Читаем The End Is Now полностью

His eyes dropped away. Plenty had happened since, but London had been the first proof that China’s Seventy-Two Hour Virus was waging a world war instead of only a genocide. Cases hadn’t appeared in the U.S. until a full two days after London burned—those last two days of worry over the problems that seemed far away, people that were none of their business. The televisions had still been working, so they had all heard the news unfolding. An entire tribe at the fire, just before the rains.

“What have you seen?” Finally, he wasn’t trying to push her away.

“I can only report on Southern and Central California. Almost everybody’s gone. The rest of us, we’re spread out. You’re the only breather I’ve seen in two months. That’s why it’s time for us to stop hiding and start finding each other.”

“‘Us?’” he repeated, hitched brow incredulous.

“NIs,” she said. “Naturally Immunes. One in ten thousand, but that’s a guess.”

“Jesus.” A worthy response, but Nayima didn’t like the hard turn of his voice.

“Yes.” She realized she didn’t sound sad enough. He might not understand how sadness made her legs collapse, made it hard to breathe. She tried harder. “It’s terrible.”

“Not that—you.” He sang the rest. “Welcome, one and all, to the new super race . . .

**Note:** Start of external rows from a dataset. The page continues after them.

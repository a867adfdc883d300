//! Core CLI types - Cli, Command, and argument structs

use clap::{Parser, Subcommand};
use std::path::PathBuf;

use super::types::OutputFormat;

/// nmt-exp: declarative NMT experiment runner
#[derive(Parser, Debug, Clone, PartialEq)]
#[command(name = "nmt-exp")]
#[command(version)]
#[command(about = "Load, validate and run YAML-defined machine translation experiments")]
pub struct Cli {
    /// Subcommand to execute
    #[command(subcommand)]
    pub command: Command,

    /// Enable verbose output
    #[arg(short, long, global = true)]
    pub verbose: bool,

    /// Suppress all output except errors
    #[arg(short, long, global = true)]
    pub quiet: bool,
}

/// Available commands
#[derive(Subcommand, Debug, Clone, PartialEq)]
pub enum Command {
    /// Run the experiments of a configuration file in order
    Run(RunArgs),

    /// Validate a configuration file without running it
    Validate(ValidateArgs),

    /// Display the experiments of a configuration
    Info(InfoArgs),

    /// Show run order, output paths and saved-model dependencies
    Plan(PlanArgs),

    /// Score a hypothesis file against a reference file
    Evaluate(EvaluateArgs),
}

/// Arguments for the run command
#[derive(Parser, Debug, Clone, PartialEq)]
pub struct RunArgs {
    /// Path to YAML experiment file
    #[arg(value_name = "CONFIG")]
    pub config: PathBuf,

    /// Run only these experiments (repeatable); default is all
    #[arg(short, long = "experiment", value_name = "NAME")]
    pub experiments: Vec<String>,

    /// Resolve and validate every experiment but don't train
    #[arg(long)]
    pub dry_run: bool,

    /// Stop at the first failing experiment
    #[arg(long)]
    pub fail_fast: bool,

    /// Override number of training epochs
    #[arg(long)]
    pub epochs: Option<usize>,
}

/// Arguments for the validate command
#[derive(Parser, Debug, Clone, PartialEq)]
pub struct ValidateArgs {
    /// Path to YAML experiment file
    #[arg(value_name = "CONFIG")]
    pub config: PathBuf,

    /// Require referenced input files to exist
    #[arg(long)]
    pub check_files: bool,

    /// Show detailed validation report
    #[arg(short, long)]
    pub detailed: bool,
}

/// Arguments for the info command
#[derive(Parser, Debug, Clone, PartialEq)]
pub struct InfoArgs {
    /// Path to YAML experiment file
    #[arg(value_name = "CONFIG")]
    pub config: PathBuf,

    /// Output format (text, json, yaml)
    #[arg(short, long, default_value = "text")]
    pub format: OutputFormat,
}

/// Arguments for the plan command
#[derive(Parser, Debug, Clone, PartialEq)]
pub struct PlanArgs {
    /// Path to YAML experiment file
    #[arg(value_name = "CONFIG")]
    pub config: PathBuf,

    /// Plan only these experiments
    #[arg(short, long = "experiment", value_name = "NAME")]
    pub experiments: Vec<String>,

    /// Output format (text, json, yaml)
    #[arg(short, long, default_value = "text")]
    pub format: OutputFormat,
}

/// Arguments for the evaluate command
#[derive(Parser, Debug, Clone, PartialEq)]
pub struct EvaluateArgs {
    /// Reference file, one sentence per line
    #[arg(long = "ref", value_name = "FILE")]
    pub reference: PathBuf,

    /// Hypothesis file, one sentence per line
    #[arg(long, value_name = "FILE")]
    pub hyp: PathBuf,

    /// Comma-separated metrics (bleu, wer, cer, accuracy)
    #[arg(short, long, default_value = "bleu")]
    pub metric: String,
}

/// Parse CLI arguments from a string slice (for testing)
pub fn parse_args<I, T>(args: I) -> Result<Cli, clap::Error>
where
    I: IntoIterator<Item = T>,
    T: Into<std::ffi::OsString> + Clone,
{
    Cli::try_parse_from(args)
}
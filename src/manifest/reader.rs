//! Input readers and vocabulary configuration

use serde::{Deserialize, Serialize};

/// Reader slot
#[derive(Debug, Clone, PartialEq, Serialize, Deserialize)]
pub enum Reader {
    PlainTextReader(PlainTextReader),
}

impl Reader {
    pub fn plain(&self) -> &PlainTextReader {
        match self {
            Reader::PlainTextReader(r) => r,
        }
    }

    pub fn plain_mut(&mut self) -> &mut PlainTextReader {
        match self {
            Reader::PlainTextReader(r) => r,
        }
    }
}

/// Whitespace-tokenized text, one sentence per line (`!PlainTextReader`)
///
/// Without a `vocab` the vocabulary is built from the training corpus.
#[derive(Debug, Clone, PartialEq, Default, Serialize, Deserialize)]
#[serde(default)]
pub struct PlainTextReader {
    #[serde(skip_serializing_if = "Option::is_none")]
    pub vocab: Option<VocabConfig>,
    #[serde(skip_serializing_if = "Option::is_none")]
    pub max_num_sents: Option<usize>,
}

/// Vocabulary given inline or by file (`!Vocab`). Exactly one of the two.
#[derive(Debug, Clone, PartialEq, Default, Serialize, Deserialize)]
#[serde(default)]
pub struct VocabConfig {
    #[serde(skip_serializing_if = "Option::is_none")]
    pub i2w: Option<Vec<String>>,
    #[serde(skip_serializing_if = "Option::is_none")]
    pub vocab_file: Option<String>,
}
//! Property-based tests for experiment validation

use super::error::ValidationError;
use super::validator::{validate_experiment, ValidationOptions};
use crate::manifest::*;
use proptest::prelude::*;

fn arb_valid_experiment() -> impl Strategy<Value = Experiment> {
    (
        1usize..128,   // batch_size
        1e-5f64..1.0,  // learning rate
        1usize..20,    // run_for_epochs
        0.0f64..0.99,  // dropout
        0.01f64..=1.0, // lr_decay
        1usize..8,     // patience
    )
        .prop_map(|(batch_size, lr, epochs, dropout, lr_decay, patience)| {
            let mut exp: Experiment = serde_yaml::from_str(
                "model: !DefaultTranslator\n  src_reader: !PlainTextReader {}\n  trg_reader: !PlainTextReader {}\ntrain: !SimpleTrainingRegimen {src_file: a, trg_file: b}\n",
            )
            .unwrap();
            exp.exp_global.dropout = dropout;
            let r = exp.train.simple_mut();
            r.batcher = Batcher::SrcBatcher(BatchSize { batch_size });
            r.trainer = Trainer::SimpleSgdTrainer(SimpleSgdTrainer {
                e0: lr,
                ..Default::default()
            });
            r.run_for_epochs = Some(epochs);
            r.lr_decay = lr_decay;
            r.patience = patience;
            exp.apply_shared_defaults();
            exp
        })
}

proptest! {
    #![proptest_config(ProptestConfig::with_cases(200))]

    #[test]
    fn prop_valid_experiment_passes(exp in arb_valid_experiment()) {
        prop_assert!(validate_experiment(&exp, &ValidationOptions::default()).is_ok());
    }

    #[test]
    fn prop_zero_epochs_fails(exp in arb_valid_experiment()) {
        let mut exp = exp;
        exp.train.simple_mut().run_for_epochs = Some(0);
        let rejected = matches!(
            validate_experiment(&exp, &ValidationOptions::default()),
            Err(ValidationError::InvalidRange { .. })
        );
        prop_assert!(rejected);
    }

    #[test]
    fn prop_nonpositive_lr_fails(exp in arb_valid_experiment(), lr in -1.0f64..=0.0) {
        let mut exp = exp;
        exp.train.simple_mut().trainer = Trainer::SimpleSgdTrainer(SimpleSgdTrainer {
            e0: lr,
            ..Default::default()
        });
        prop_assert!(validate_experiment(&exp, &ValidationOptions::default()).is_err());
    }
}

Song as mockery, especially in his soulful, road-toughened tenor, hurt more than a physical blow. Nayima’s anger roiled from the memory, the rivulets of poisoned saliva running down her cheeks from hateful strangers making a last wish. “They spit in my face, whenever they could. They tried to take me with them—yet here I stand. You can stop being a slave to that filthy paper you’re wearing, giving yourself rashes. We’re immune. Congratulations.”

“Swell,” he said. “I don’t suppose you can back any of that up with lab tests? Studies?”

“We will one day,” she said. “But so far it’s you, and me, and some cop I saw high-tailing out of Bakersfield who should not have still been breathing. Believe me when I tell you: this bad-boy virus takes everybody, eventually. Except NIs.”

“What if I just left a bunker? A treehouse? A cave?”

“Wouldn’t matter. You’ve been out now. Something you touched. It lives on glass for thirty days, maybe forty-five. That was what the lab people in China said, when they finally started talking. Immunity—that’s not a theory. There were always people who didn’t get it when they should’ve dropped. Doctors. Old People.”

“People who were careful,” he said.

“This isn’t survival of the smartest,” she said. “It’s dumb luck. In our genes.”

“So, basically, Madame Curie,” he said, drawing out his words, “you don’t know shit.”

Arrogant. Rude. Condescending. He was a disappointment after three days’ walk, no question about it. But that was to be expected, Nayima reminded herself. She went on patiently. “The next one we find, we’ll ask what they know. That’s how we’ll learn. Get a handle on the numbers. Start with villages again. I like the Central Valley. Good farmland. We just have to be sure of a steady water supply.” It was a relief to let her thoughts out for air.

He laughed. “Whoa, sister. Don’t start picking out real estate. You and me ain’t a village. I’ll shoot you if you come within twenty yards.”

So—he was armed. Of course. His gun didn’t show, but she couldn’t see his left hand, suddenly hidden beneath a fold in his sleeping bag. He had been waiting for her.

“Oh,” she said. “This again.”

“Yeah—this,” he said. “This is called common sense. Go on about your business. You can spend the night here, but I want you gone by morning. This is mine.”

“Rescue’s coming?”

He coughed a shallow, thirsty cough—not the rattling cough of the plague. “I’m not here for rescue. Didn’t know a thing about that.”

“I have water,” she said. “I bet there’s more in the vendor booths.” Let him remember what it felt like to be fussed over. Let him see caring in her eyes.

His chuckle turned into another cough. “Yeah, no thanks. Got my own.”

“If you didn’t come here to get rescued, then why? Jonesing for hot dog buns?”

He moved his left hand away from his gun and back to his guitar strings. He plinked.

“My family used to come,” he said. “Compete in 4-H. Eat fried dough ’til we puked. Ride those cheap-ass rides. This area’s real close-knit, so you’d see everybody like a backyard party. That’s all I wanted—to be somewhere I knew. Somewhere I would remember.”

The wind shifted. Could be worse, but the dead were in the breeze.

“Smells like their plan didn’t work out,” Nayima said.

“Unless it did.” He shrugged. “You need to leave me alone now.”

Coming as it did at the end of the living portrait he’d just painted, the theft of his company burned a hole in her. She needed him already. Father, son, brother, lover, she didn’t care which. She didn’t want to be without him. Couldn’t be without him, maybe.

His silence turned the fairgrounds gloomy again. This smell was the reason she preferred the open road, for now.

“At least tell me your name,” she said. Her voice quavered.